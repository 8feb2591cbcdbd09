//! Platform command-description schema.
//!
//! These are the JSON shapes pushed through the
//! [`CommandPublisher`](crate::command::ports::CommandPublisher) port.

use serde::{Deserialize, Serialize};
use std::fmt;

use super::{
    AccessDefaults, AccessPolicy, ChatCommand, ChildNode, ContextMenuCommand, GuildId,
    ParameterSchema, SubCommand, SubCommandGroup,
};

/// Application-command type code for chat-input (slash) commands.
pub const CHAT_INPUT_TYPE: u8 = 1;

/// Option type code for a subcommand.
pub const SUB_COMMAND_OPTION_TYPE: u8 = 1;

/// Option type code for a subcommand group.
pub const SUB_COMMAND_GROUP_OPTION_TYPE: u8 = 2;

/// One fixed choice of a string option.
#[derive(Debug, Clone, PartialEq, Eq, Serialize, Deserialize)]
pub struct ChoiceDescription {
    /// Label shown to users.
    pub name: String,
    /// Value delivered back in the interaction.
    pub value: String,
}

/// An option: a parameter, a subcommand or a group.
#[derive(Debug, Clone, PartialEq, Eq, Serialize, Deserialize)]
pub struct OptionDescription {
    /// Option name.
    pub name: String,
    /// Option type code.
    #[serde(rename = "type")]
    pub kind: u8,
    /// Option description.
    pub description: String,
    /// Whether the option must be supplied.
    #[serde(default, skip_serializing_if = "std::ops::Not::not")]
    pub required: bool,
    /// Fixed choices.
    #[serde(default, skip_serializing_if = "Vec::is_empty")]
    pub choices: Vec<ChoiceDescription>,
    /// Nested options for subcommands and groups.
    #[serde(default, skip_serializing_if = "Vec::is_empty")]
    pub options: Vec<OptionDescription>,
}

impl OptionDescription {
    fn from_parameter(parameter: &ParameterSchema) -> Self {
        Self {
            name: parameter.name().to_string(),
            kind: parameter.parameter_type().type_code(),
            description: parameter.description().to_string(),
            required: !parameter.is_optional(),
            choices: parameter
                .choices()
                .iter()
                .map(|choice| ChoiceDescription {
                    name: choice.clone(),
                    value: choice.clone(),
                })
                .collect(),
            options: Vec::new(),
        }
    }

    fn from_subcommand(sub: &SubCommand) -> Self {
        Self {
            name: sub.name().to_string(),
            kind: SUB_COMMAND_OPTION_TYPE,
            description: sub.description().to_string(),
            required: false,
            choices: Vec::new(),
            options: sub.parameters().iter().map(Self::from_parameter).collect(),
        }
    }

    fn from_group(group: &SubCommandGroup) -> Self {
        Self {
            name: group.name().to_string(),
            kind: SUB_COMMAND_GROUP_OPTION_TYPE,
            description: group.description().to_string(),
            required: false,
            choices: Vec::new(),
            options: group.children().iter().map(Self::from_subcommand).collect(),
        }
    }
}

/// A top-level command as the platform expects it.
#[derive(Debug, Clone, PartialEq, Eq, Serialize, Deserialize)]
pub struct CommandDescription {
    /// Command name.
    pub name: String,
    /// Application-command type code.
    #[serde(rename = "type")]
    pub kind: u8,
    /// Description (empty for context menus).
    pub description: String,
    /// Parameters, or subcommands and groups when the command has children.
    #[serde(default, skip_serializing_if = "Vec::is_empty")]
    pub options: Vec<OptionDescription>,
    /// Whether the command is offered in direct messages.
    pub dm_permission: bool,
    /// Required permission bits as a decimal string.
    pub default_member_permissions: Option<String>,
}

impl CommandDescription {
    /// Exports a chat command.
    ///
    /// When the command has children only the children are exported; the
    /// platform forbids mixing subcommands with plain parameters.
    #[must_use]
    pub fn from_chat(command: &ChatCommand, defaults: AccessDefaults) -> Self {
        let options = if command.children().is_empty() {
            command
                .parameters()
                .iter()
                .map(OptionDescription::from_parameter)
                .collect()
        } else {
            command
                .children()
                .iter()
                .map(|child| match child {
                    ChildNode::Sub(sub) => OptionDescription::from_subcommand(sub),
                    ChildNode::Group(group) => OptionDescription::from_group(group),
                })
                .collect()
        };

        Self {
            name: command.name().to_string(),
            kind: CHAT_INPUT_TYPE,
            description: command.description().to_string(),
            options,
            dm_permission: dm_permission(command.access(), defaults),
            default_member_permissions: default_member_permissions(command.access()),
        }
    }

    /// Exports a context-menu command.
    #[must_use]
    pub fn from_context_menu(command: &ContextMenuCommand, defaults: AccessDefaults) -> Self {
        Self {
            name: command.name().to_string(),
            kind: command.target().command_type_code(),
            description: String::new(),
            options: Vec::new(),
            dm_permission: dm_permission(command.access(), defaults),
            default_member_permissions: default_member_permissions(command.access()),
        }
    }
}

/// Where a batch of commands is published.
#[derive(Debug, Clone, PartialEq, Eq, Hash, PartialOrd, Ord)]
pub enum PublishScope {
    /// Available everywhere.
    Global,
    /// Available in one guild.
    Guild(GuildId),
}

impl PublishScope {
    /// Returns the scopes a command with this policy is published to.
    #[must_use]
    pub fn for_policy(access: &AccessPolicy) -> Vec<Self> {
        if access.guilds().is_empty() {
            vec![Self::Global]
        } else {
            access.guilds().iter().cloned().map(Self::Guild).collect()
        }
    }
}

impl fmt::Display for PublishScope {
    fn fmt(&self, f: &mut fmt::Formatter<'_>) -> fmt::Result {
        match self {
            Self::Global => f.write_str("global"),
            Self::Guild(guild) => write!(f, "guild {guild}"),
        }
    }
}

fn dm_permission(access: &AccessPolicy, defaults: AccessDefaults) -> bool {
    access.dm_allowed().unwrap_or(defaults.dm_allowed)
}

fn default_member_permissions(access: &AccessPolicy) -> Option<String> {
    access
        .rule()
        .required_permissions()
        .map(|required| required.bits().to_string())
}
------------
Task item
Find the word "PublishScope" in the records and pull out each line that has it.

Result
pub enum PublishScope {
impl PublishScope {
impl fmt::Display for PublishScope {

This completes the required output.